Pull out every line below that holds the word "after".

++++ DATA FOR PROCESSING

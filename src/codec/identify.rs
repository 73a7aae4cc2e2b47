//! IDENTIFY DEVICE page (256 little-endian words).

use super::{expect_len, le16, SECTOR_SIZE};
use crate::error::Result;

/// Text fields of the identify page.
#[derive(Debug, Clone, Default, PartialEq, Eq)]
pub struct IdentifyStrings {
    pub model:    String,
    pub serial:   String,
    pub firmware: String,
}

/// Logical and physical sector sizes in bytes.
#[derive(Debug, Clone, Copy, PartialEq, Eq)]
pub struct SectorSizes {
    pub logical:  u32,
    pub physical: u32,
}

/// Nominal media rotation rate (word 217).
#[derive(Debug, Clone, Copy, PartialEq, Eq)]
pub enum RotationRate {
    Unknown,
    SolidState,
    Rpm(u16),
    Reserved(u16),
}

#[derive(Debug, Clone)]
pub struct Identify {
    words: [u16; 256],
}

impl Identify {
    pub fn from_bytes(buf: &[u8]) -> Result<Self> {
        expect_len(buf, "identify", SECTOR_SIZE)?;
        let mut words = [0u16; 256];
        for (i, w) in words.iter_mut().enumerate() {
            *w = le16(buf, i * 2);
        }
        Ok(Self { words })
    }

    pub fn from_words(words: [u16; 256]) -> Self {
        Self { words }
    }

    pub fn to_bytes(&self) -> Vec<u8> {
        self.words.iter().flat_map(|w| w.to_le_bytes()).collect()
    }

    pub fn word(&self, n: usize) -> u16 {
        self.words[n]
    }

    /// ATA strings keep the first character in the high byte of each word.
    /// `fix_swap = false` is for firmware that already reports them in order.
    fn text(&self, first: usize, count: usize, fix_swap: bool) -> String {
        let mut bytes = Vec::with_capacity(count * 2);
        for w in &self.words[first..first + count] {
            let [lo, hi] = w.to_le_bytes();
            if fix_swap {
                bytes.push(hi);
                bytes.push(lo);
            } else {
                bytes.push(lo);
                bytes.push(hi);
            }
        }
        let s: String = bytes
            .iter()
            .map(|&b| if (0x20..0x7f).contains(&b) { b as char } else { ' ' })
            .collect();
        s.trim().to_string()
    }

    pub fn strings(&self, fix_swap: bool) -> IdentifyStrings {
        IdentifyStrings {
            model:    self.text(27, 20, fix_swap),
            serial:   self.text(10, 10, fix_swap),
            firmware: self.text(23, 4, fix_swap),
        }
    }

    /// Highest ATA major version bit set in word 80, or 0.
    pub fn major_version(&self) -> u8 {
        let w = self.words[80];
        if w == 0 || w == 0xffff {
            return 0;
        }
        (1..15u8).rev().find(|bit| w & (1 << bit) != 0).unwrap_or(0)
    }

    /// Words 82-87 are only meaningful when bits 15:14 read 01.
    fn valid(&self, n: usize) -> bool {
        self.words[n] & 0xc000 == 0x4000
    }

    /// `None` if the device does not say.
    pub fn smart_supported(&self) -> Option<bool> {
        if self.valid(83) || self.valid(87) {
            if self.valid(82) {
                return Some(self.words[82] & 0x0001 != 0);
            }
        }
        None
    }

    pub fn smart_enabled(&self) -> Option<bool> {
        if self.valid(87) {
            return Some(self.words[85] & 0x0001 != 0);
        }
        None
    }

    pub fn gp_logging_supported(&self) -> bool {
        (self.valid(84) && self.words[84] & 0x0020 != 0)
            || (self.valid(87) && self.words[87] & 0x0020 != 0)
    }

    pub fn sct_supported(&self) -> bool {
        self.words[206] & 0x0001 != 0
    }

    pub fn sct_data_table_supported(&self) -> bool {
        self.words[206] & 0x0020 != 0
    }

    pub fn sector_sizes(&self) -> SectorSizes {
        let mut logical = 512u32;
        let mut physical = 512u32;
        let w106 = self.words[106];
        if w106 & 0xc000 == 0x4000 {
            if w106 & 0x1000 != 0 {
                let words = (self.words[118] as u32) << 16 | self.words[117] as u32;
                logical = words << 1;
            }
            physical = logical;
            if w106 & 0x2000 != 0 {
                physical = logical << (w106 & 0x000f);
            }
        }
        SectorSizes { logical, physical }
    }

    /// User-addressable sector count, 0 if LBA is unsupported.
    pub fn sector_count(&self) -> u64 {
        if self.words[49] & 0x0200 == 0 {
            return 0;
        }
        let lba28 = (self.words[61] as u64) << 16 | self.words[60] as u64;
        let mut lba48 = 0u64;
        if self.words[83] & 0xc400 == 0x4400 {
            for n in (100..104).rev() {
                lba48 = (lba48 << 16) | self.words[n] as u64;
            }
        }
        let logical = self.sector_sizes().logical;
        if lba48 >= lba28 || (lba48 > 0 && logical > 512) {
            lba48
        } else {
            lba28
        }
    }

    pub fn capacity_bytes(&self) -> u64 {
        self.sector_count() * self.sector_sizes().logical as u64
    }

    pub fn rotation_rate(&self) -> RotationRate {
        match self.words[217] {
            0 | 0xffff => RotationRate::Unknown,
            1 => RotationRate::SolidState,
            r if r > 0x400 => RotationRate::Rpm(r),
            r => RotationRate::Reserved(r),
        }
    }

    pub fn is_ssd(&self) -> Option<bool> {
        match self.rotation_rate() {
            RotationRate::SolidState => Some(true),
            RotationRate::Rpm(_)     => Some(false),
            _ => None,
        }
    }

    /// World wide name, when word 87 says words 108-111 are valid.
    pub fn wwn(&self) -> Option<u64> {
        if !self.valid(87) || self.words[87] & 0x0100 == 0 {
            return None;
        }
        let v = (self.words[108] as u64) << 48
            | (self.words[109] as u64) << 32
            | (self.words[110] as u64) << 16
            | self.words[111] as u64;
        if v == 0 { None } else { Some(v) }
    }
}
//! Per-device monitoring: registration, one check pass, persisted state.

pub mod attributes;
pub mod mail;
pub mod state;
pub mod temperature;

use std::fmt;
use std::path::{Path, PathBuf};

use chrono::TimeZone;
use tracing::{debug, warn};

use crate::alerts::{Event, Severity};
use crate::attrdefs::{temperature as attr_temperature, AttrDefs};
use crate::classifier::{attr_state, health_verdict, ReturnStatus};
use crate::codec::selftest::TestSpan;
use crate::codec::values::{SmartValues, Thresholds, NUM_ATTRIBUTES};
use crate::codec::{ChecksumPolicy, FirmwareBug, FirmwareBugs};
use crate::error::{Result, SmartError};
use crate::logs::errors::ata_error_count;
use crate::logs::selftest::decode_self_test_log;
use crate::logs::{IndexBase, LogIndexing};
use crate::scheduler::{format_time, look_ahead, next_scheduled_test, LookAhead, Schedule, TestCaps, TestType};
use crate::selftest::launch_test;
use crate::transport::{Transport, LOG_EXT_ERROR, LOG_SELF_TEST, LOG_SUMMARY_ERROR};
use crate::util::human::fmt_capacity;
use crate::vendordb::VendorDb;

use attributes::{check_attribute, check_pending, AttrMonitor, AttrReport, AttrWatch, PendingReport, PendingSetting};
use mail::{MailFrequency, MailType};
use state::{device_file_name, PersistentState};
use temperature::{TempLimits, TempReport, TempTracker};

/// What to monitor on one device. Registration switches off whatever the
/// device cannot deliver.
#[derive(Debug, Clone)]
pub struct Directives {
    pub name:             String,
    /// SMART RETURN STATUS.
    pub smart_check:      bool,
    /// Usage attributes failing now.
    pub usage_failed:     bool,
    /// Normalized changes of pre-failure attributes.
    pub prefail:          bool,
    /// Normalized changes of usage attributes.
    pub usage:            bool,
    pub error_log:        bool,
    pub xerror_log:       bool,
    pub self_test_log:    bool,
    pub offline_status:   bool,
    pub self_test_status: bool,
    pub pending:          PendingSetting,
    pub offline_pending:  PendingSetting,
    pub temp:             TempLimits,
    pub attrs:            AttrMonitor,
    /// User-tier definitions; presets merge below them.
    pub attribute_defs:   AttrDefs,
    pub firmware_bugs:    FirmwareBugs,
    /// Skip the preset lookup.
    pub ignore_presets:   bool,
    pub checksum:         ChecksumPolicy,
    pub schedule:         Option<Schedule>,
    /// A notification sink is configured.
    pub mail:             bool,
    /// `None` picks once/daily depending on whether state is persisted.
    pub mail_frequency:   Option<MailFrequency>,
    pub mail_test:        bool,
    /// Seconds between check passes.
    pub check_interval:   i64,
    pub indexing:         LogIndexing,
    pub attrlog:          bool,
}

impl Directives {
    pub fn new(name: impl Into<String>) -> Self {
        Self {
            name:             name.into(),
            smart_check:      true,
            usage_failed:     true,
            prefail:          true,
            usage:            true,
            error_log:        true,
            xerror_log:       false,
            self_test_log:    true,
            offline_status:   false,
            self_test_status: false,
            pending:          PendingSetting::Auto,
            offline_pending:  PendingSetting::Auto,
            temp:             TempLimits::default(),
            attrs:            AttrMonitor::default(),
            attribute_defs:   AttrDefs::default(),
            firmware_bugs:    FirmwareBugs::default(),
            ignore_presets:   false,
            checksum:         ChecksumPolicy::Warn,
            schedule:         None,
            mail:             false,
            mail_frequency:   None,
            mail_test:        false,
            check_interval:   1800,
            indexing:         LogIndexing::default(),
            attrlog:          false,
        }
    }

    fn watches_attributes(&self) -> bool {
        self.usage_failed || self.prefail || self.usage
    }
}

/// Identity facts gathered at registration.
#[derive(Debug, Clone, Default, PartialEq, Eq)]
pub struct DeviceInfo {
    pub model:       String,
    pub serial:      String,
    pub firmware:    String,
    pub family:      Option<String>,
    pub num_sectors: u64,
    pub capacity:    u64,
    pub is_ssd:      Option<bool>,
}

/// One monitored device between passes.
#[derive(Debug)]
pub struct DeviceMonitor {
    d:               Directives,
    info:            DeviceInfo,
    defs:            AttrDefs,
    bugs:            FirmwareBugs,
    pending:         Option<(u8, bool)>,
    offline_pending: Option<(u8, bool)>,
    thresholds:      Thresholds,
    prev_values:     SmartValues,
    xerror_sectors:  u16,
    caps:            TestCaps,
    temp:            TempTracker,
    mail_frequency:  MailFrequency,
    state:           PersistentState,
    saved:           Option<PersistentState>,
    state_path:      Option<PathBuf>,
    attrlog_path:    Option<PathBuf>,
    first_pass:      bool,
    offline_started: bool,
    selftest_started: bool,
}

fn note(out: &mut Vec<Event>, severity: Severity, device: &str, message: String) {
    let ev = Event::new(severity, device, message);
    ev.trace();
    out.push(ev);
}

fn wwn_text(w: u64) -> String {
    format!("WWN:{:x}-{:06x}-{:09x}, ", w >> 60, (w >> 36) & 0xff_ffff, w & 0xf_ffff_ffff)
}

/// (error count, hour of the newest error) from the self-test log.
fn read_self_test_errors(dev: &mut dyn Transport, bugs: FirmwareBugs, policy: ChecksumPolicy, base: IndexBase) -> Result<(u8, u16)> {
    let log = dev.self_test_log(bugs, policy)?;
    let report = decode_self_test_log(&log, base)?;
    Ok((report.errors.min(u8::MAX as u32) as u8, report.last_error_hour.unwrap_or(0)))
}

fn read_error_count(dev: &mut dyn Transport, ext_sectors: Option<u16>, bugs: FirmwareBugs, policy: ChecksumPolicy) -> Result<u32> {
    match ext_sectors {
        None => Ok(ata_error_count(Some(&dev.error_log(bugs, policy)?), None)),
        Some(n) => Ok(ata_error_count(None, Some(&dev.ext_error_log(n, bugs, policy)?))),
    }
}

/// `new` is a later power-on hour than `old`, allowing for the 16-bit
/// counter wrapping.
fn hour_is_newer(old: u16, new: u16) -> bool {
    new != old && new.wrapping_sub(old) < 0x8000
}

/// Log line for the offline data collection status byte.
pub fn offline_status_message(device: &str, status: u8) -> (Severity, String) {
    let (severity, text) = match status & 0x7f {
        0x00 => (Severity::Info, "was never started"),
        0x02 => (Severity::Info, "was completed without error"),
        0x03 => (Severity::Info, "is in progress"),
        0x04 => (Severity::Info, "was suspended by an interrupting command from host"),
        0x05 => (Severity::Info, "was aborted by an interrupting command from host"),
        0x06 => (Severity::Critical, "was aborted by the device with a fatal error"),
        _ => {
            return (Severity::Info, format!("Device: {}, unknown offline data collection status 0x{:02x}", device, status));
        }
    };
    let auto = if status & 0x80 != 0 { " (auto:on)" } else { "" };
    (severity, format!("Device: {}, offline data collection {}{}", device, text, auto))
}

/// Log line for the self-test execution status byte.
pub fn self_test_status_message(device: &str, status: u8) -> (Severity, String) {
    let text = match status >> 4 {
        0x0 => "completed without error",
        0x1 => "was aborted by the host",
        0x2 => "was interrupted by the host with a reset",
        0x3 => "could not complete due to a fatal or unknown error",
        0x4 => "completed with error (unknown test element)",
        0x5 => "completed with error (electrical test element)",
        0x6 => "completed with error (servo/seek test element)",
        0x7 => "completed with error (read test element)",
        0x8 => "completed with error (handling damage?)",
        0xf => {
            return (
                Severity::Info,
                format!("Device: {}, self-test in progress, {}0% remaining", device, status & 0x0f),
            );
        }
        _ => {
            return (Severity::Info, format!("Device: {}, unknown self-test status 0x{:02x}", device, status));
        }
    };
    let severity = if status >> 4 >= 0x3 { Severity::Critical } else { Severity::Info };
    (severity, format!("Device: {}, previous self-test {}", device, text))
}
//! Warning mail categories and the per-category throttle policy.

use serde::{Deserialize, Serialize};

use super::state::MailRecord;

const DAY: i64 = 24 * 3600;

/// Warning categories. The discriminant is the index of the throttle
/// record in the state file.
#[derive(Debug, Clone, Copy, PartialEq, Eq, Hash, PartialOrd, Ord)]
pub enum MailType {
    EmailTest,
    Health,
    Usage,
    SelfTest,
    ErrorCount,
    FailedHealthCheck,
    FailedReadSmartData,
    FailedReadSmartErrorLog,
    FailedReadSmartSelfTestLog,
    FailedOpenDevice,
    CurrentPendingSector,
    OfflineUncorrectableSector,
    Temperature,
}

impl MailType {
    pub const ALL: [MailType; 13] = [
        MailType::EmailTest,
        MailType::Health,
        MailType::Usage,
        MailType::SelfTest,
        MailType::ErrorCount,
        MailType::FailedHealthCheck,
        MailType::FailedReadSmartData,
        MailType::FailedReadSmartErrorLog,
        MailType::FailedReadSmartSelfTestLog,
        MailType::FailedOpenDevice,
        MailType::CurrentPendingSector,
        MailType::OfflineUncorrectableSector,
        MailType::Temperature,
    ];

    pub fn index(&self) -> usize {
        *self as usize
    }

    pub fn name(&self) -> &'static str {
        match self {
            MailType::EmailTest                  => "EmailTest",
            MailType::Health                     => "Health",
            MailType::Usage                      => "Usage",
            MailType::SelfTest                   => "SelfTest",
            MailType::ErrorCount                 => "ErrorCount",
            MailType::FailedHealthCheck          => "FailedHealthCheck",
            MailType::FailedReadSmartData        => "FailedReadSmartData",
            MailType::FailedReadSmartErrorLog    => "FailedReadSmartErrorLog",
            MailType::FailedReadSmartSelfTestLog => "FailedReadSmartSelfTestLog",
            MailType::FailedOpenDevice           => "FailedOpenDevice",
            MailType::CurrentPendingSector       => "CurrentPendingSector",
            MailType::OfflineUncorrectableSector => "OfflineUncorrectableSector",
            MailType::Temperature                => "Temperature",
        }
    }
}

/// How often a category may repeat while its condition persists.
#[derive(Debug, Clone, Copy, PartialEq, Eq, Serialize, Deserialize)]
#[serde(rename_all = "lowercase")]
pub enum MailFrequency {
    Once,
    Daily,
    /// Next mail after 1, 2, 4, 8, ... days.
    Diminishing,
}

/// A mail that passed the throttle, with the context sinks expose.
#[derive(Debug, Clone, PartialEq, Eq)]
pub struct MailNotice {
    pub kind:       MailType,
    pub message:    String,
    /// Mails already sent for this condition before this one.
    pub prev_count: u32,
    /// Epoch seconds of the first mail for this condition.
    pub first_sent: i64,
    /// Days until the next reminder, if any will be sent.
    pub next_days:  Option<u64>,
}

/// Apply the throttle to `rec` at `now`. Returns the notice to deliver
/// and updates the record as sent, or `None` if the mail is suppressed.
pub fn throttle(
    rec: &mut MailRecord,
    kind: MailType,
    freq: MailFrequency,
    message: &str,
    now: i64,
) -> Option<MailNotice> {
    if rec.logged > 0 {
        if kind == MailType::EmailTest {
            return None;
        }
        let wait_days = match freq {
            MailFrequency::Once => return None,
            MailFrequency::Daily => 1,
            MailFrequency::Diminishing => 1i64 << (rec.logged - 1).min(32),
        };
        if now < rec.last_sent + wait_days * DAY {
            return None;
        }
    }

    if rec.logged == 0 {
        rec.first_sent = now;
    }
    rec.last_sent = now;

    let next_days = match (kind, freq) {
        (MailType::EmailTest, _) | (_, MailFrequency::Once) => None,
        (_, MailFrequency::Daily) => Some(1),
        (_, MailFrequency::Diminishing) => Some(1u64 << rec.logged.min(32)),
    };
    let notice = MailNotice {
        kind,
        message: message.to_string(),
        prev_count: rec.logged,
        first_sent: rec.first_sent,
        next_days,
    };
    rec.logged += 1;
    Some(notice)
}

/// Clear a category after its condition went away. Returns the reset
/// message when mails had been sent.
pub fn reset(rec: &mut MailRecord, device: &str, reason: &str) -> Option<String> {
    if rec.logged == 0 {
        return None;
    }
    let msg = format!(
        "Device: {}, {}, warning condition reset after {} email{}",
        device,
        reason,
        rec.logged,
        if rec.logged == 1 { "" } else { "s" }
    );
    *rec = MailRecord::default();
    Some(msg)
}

++++++++

▸ REPLY TO THE EXERCISE
    /// Next mail after 1, 2, 4, 8, ... days.
/// Clear a category after its condition went away. Returns the reset
        "Device: {}, {}, warning condition reset after {} email{}",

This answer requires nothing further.